BIMBI CON DIFFICOLTA’, LISTE DI ATTESA DI UN ANNO E MEZZO PER CONTROLLI. PROTESTANO I GENITORI

Liste di attesa di almeno sei mesi e un anno e mezzo per i controlli. E’ questa la situazione per i bambini con disturbi specifici dell’apprendimento, disturbi del linguaggio e ritardi mentali per i quali la visita è fondamentale per valutare l’eventuale assegnazione di un insegnante di sostegno. Secondo gli addetti ai lavori, un intervento precoce, invece, permetterebbe di ridurre i problemi del bambino, per questo le famiglie chiedono interventi mirati per risolvere una situazione che si trascina da anni.  Sono circa 200 i bambini seguiti dalla Asl su un bacino di utenza molto vasto.  “I tempi di attesa sono impossibili, inoltre, nello svolgimento del servizio non c’è privacy” lamentano alcuni genitori “le richieste vengono prese lungo i corridoi perché spesso non c’è neanche spazio negli uffici.

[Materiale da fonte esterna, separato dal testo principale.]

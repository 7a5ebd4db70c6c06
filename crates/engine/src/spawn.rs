//! Population control: capped food and virus pools, player and roster spawns.

use tracing::{debug, info};

use crate::ai::BotTier;
use crate::config::{BotConfig, Config, FoodConfig, PlayerConfig, VirusConfig};
use crate::entity::{Controller, PlayerId};
use crate::world::World;

/// Bot names to use.
const BOT_NAMES: &[&str] = &[
    "Hunter", "Hungry", "Nomnom", "Blob", "Eater", "Seeker", "Roamer", "Wanderer",
    "Ghost", "Shadow", "Swift", "Tiny",
];

/// Add up to `min(limit - count, spawn_per_tick)` food. Returns how many.
pub fn top_up_food(world: &mut World, cfg: &FoodConfig) -> usize {
    let n = cfg.limit.saturating_sub(world.food.len()).min(cfg.spawn_per_tick);
    for _ in 0..n {
        let pos = world.random_position();
        world.add_food(pos, cfg.mass as f32);
    }
    n
}

/// Add one virus every `respawn_interval` ticks while below the limit.
pub fn top_up_viruses(world: &mut World, cfg: &VirusConfig, tick: u64) -> usize {
    if tick % cfg.respawn_interval != 0 || world.viruses.len() >= cfg.limit {
        return 0;
    }
    let pos = world.random_position();
    world.add_virus(pos, cfg.mass as f32);
    1
}

/// Seed the initial food and viruses, capped by their limits.
pub fn seed_world(world: &mut World, config: &Config) {
    let food = config.food.initial.min(config.food.limit).saturating_sub(world.food.len());
    for _ in 0..food {
        let pos = world.random_position();
        world.add_food(pos, config.food.mass as f32);
    }
    let viruses = config
        .virus
        .initial
        .min(config.virus.limit)
        .saturating_sub(world.viruses.len());
    for _ in 0..viruses {
        let pos = world.random_position();
        world.add_virus(pos, config.virus.mass as f32);
    }
    info!("World initialized: {} food, {} viruses", world.food.len(), world.viruses.len());
}

/// Create a player with one starting cell at a random position.
pub fn spawn_player(world: &mut World, name: String, controller: Controller, cfg: &PlayerConfig) -> PlayerId {
    let id = world.add_player(name, controller);
    let pos = world.random_position();
    world.add_cell(id, pos, cfg.start_mass as f32);
    debug!("Spawned player {} at ({:.0}, {:.0})", id, pos.x, pos.y);
    id
}

/// Name for the `index`-th opponent of a roster.
pub fn bot_name(index: usize) -> String {
    format!("{}{}", BOT_NAMES[index % BOT_NAMES.len()], index + 1)
}

/// Spawn the scripted opponent roster: simple tier first, then smart.
pub fn spawn_roster(world: &mut World, bots: &BotConfig, cfg: &PlayerConfig) -> Vec<(PlayerId, BotTier, String)> {
    let tiers = std::iter::repeat_n(BotTier::Simple, bots.simple).chain(std::iter::repeat_n(BotTier::Smart, bots.smart));
    let roster: Vec<_> = tiers
        .enumerate()
        .map(|(i, tier)| {
            let name = bot_name(i);
            let id = spawn_player(world, name.clone(), Controller::Bot, cfg);
            (id, tier, name)
        })
        .collect();
    info!("Spawned {} opponents", roster.len());
    roster
}

#[cfg(test)]
mod tests {
    use super::*;
    use crate::world::tests::empty_config;

    #[test]
    fn test_food_never_exceeds_limit() {
        let mut config = empty_config();
        config.food.limit = 12;
        config.food.spawn_per_tick = 5;
        let mut world = World::new(&config);

        assert_eq!(top_up_food(&mut world, &config.food), 5);
        assert_eq!(top_up_food(&mut world, &config.food), 5);
        assert_eq!(top_up_food(&mut world, &config.food), 2);
        for _ in 0..50 {
            top_up_food(&mut world, &config.food);
            assert!(world.food.len() <= config.food.limit);
        }
        assert_eq!(world.food.len(), 12);
    }

    #[test]
    fn test_viruses_one_at_a_time_on_interval() {
        let mut config = empty_config();
        config.virus.limit = 3;
        config.virus.respawn_interval = 10;
        let mut world = World::new(&config);

        for tick in 1..=200 {
            top_up_viruses(&mut world, &config.virus, tick);
            assert!(world.viruses.len() <= config.virus.limit);
            if tick == 25 {
                assert_eq!(world.viruses.len(), 2);
            }
        }
        assert_eq!(world.viruses.len(), 3);
    }

    #[test]
    fn test_seed_respects_limits() {
        let mut config = empty_config();
        config.food.initial = 100;
        config.food.limit = 40;
        config.virus.initial = 15;
        config.virus.limit = 25;
        let mut world = World::new(&config);

        seed_world(&mut world, &config);
        assert_eq!(world.food.len(), 40);
        assert_eq!(world.viruses.len(), 15);
    }

    #[test]
    fn test_spawn_player_has_start_mass() {
        let config = empty_config();
        let mut world = World::new(&config);
        let p = spawn_player(&mut world, "me".into(), Controller::Local, &config.player);
        assert_eq!(world.total_mass(p), 10.0);
        assert!(!world.is_dead(p));
    }

    #[test]
    fn test_roster_tiers() {
        let mut config = empty_config();
        config.bots.simple = 2;
        config.bots.smart = 1;
        let mut world = World::new(&config);

        let roster = spawn_roster(&mut world, &config.bots, &config.player);
        let tiers: Vec<_> = roster.iter().map(|r| r.1).collect();
        assert_eq!(tiers, vec![BotTier::Simple, BotTier::Simple, BotTier::Smart]);
        assert_eq!(world.players.len(), 3);
    }
}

Una situazione davvero insostenibile e che rischia di compromettere la risoluzione del problema. La maggior parte dei piccoli seguiti soffre di disturbi dell’apprendimento e non riesce a leggere, condizione che incide sulla socializzazione perché  il bambino viene emarginato e deriso”. Le famiglie chiedono che almeno la Regione dia mandato alla Asl, constatate le lunghe liste di attesa, di autorizzare gli psicologi privati a rilasciare una certificazione, con valore didattico. Tale certificazione consentirebbe di poter avviare nelle scuole un piano didattico personalizzato ed aiutare il bambino. Al riguardo, il Consiglio dei Ministri ha chiesto alle Regioni di autorizzare i privati a rilasciare la certificazione qualora le liste d’attesa non premessero una valutazione rapida dei problemi dei bambini. Al riguardo, finora, la regione Abruzzo non ha assunto nessuna decisione.